Tripura Legislative Assembly
- In office 1988–1993
- Preceded by: Samir Deb Sarkar
- Succeeded by: Samir Deb Sarkar
- Constituency: Khowai

Personal details
- Born: c. 1939
- Died: 16 February 2020 (aged 81) Kolkata, West Bengal, India
- Political party: Indian National Congress

= Arun Kumar Kar =

Indian academic and politician (c.1939–2020)

Arun Kumar Kar (c. 1939 – 16 February 2020) was an Indian academic and politician from Tripura belonging to Indian National Congress. He was a legislator of the Tripura Legislative Assembly. He also served as a minister of the Government of Tripura.

==Biography==
Kar joined Shri Nath Bidyaniketan in 1962. He was appointed the headmaster of the institution in 1981. He retired from there in 1998.

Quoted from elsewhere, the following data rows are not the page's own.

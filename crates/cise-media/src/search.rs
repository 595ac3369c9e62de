//! Song search using yt-dlp.
//!
//! Runs `yt-dlp --dump-json --flat-playlist "ytsearchN:<query>"`, which prints
//! one JSON object per result in rank order.

use std::process::Stdio;
use std::time::Duration;

use async_trait::async_trait;
use serde::Deserialize;
use tokio::process::Command;
use tracing::{debug, info, warn};

use cise_models::SongCandidate;

use crate::error::{MediaError, MediaResult};
use crate::port::MediaSearch;

/// Search configuration.
#[derive(Debug, Clone)]
pub struct SearchConfig {
    /// yt-dlp executable name or path
    pub binary: String,
    /// Number of results requested from the search backend
    pub max_results: u32,
    /// Timeout for a single search
    pub timeout: Duration,
}

impl Default for SearchConfig {
    fn default() -> Self {
        Self {
            binary: "yt-dlp".to_string(),
            max_results: 5,
            timeout: Duration::from_secs(30),
        }
    }
}

impl SearchConfig {
    /// Create config from environment variables.
    pub fn from_env() -> Self {
        Self {
            binary: std::env::var("YTDLP_BINARY").unwrap_or_else(|_| "yt-dlp".to_string()),
            max_results: std::env::var("SEARCH_MAX_RESULTS")
                .ok()
                .and_then(|s| s.parse().ok())
                .filter(|n| *n > 0)
                .unwrap_or(5),
            timeout: Duration::from_secs(
                std::env::var("SEARCH_TIMEOUT_SECS")
                    .ok()
                    .and_then(|s| s.parse().ok())
                    .unwrap_or(30),
            ),
        }
    }
}

/// One flat-playlist entry as printed by yt-dlp.
#[derive(Debug, Deserialize)]
struct YtDlpEntry {
    #[serde(default)]
    id: Option<String>,
    #[serde(default)]
    title: Option<String>,
    #[serde(default)]
    channel: Option<String>,
    #[serde(default)]
    uploader: Option<String>,
    #[serde(default)]
    thumbnail: Option<String>,
    #[serde(default)]
    thumbnails: Vec<YtDlpThumbnail>,
}

#[derive(Debug, Deserialize)]
struct YtDlpThumbnail {
    url: String,
}

impl YtDlpEntry {
    fn into_candidate(self) -> Option<SongCandidate> {
        let video_id = self.id.filter(|id| !id.trim().is_empty())?;

        // yt-dlp lists thumbnails smallest first
        let thumbnail_url = self
            .thumbnail
            .or_else(|| self.thumbnails.into_iter().last().map(|t| t.url))
            .unwrap_or_else(|| format!("https://i.ytimg.com/vi/{}/hqdefault.jpg", video_id));

        Some(SongCandidate {
            title: self.title.unwrap_or_default(),
            author_name: self.channel.or(self.uploader).unwrap_or_default(),
            thumbnail_url,
            video_id,
        })
    }
}

/// Parse yt-dlp `--dump-json` output into candidates, preserving rank order.
///
/// Entries without an id are skipped. A line that is not JSON is an error.
pub fn parse_search_output(stdout: &str) -> MediaResult<Vec<SongCandidate>> {
    let mut candidates = Vec::new();
    for line in stdout.lines().map(str::trim).filter(|l| !l.is_empty()) {
        let entry: YtDlpEntry = serde_json::from_str(line)?;
        match entry.into_candidate() {
            Some(candidate) => candidates.push(candidate),
            None => debug!("Skipping search entry without id"),
        }
    }
    Ok(candidates)
}

/// [`MediaSearch`] backed by the yt-dlp CLI.
pub struct YtDlpSearch {
    config: SearchConfig,
}

impl YtDlpSearch {
    pub fn new(config: SearchConfig) -> Self {
        Self { config }
    }

    pub fn from_env() -> Self {
        Self::new(SearchConfig::from_env())
    }

    fn search_term(&self, query: &str) -> String {
        format!("ytsearch{}:{}", self.config.max_results, query)
    }
}

#[async_trait]
impl MediaSearch for YtDlpSearch {
    async fn search(&self, query: &str) -> MediaResult<Vec<SongCandidate>> {
        which::which(&self.config.binary).map_err(|_| MediaError::YtDlpNotFound)?;

        info!("Searching for \"{}\" using yt-dlp", query);

        let child = Command::new(&self.config.binary)
            .args([
                "--dump-json",
                "--flat-playlist",
                "--no-warnings",
                "--skip-download",
            ])
            .arg(self.search_term(query))
            .stdout(Stdio::piped())
            .stderr(Stdio::piped())
            .kill_on_drop(true)
            .spawn()
            .map_err(|e| MediaError::search_failed(format!("Failed to spawn yt-dlp: {}", e)))?;

        let output = tokio::time::timeout(self.config.timeout, child.wait_with_output())
            .await
            .map_err(|_| MediaError::Timeout(self.config.timeout.as_secs()))??;

        if !output.status.success() {
            let stderr = String::from_utf8_lossy(&output.stderr);
            warn!("yt-dlp search failed: {}", stderr.trim());
            return Err(MediaError::search_failed(format!(
                "yt-dlp exited with {}: {}",
                output.status,
                stderr.trim()
            )));
        }

        let candidates = parse_search_output(&String::from_utf8_lossy(&output.stdout))?;
        info!("Search for \"{}\" returned {} candidates", query, candidates.len());
        Ok(candidates)
    }

    fn is_ready(&self) -> bool {
        which::which(&self.config.binary).is_ok()
    }
}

Kar contested from Khowai in 1977 but did not win. He was elected as a member of the Tripura Legislative Assembly from that constituency in 1988. Later, he was appointed a minister of the Government of Tripura. He also contested from Khowai in 1998, 2003 and 2008 but did not win.

Kar died of cardiac arrest on 16 February 2020 at a private hospital in Kolkata at the age of 81.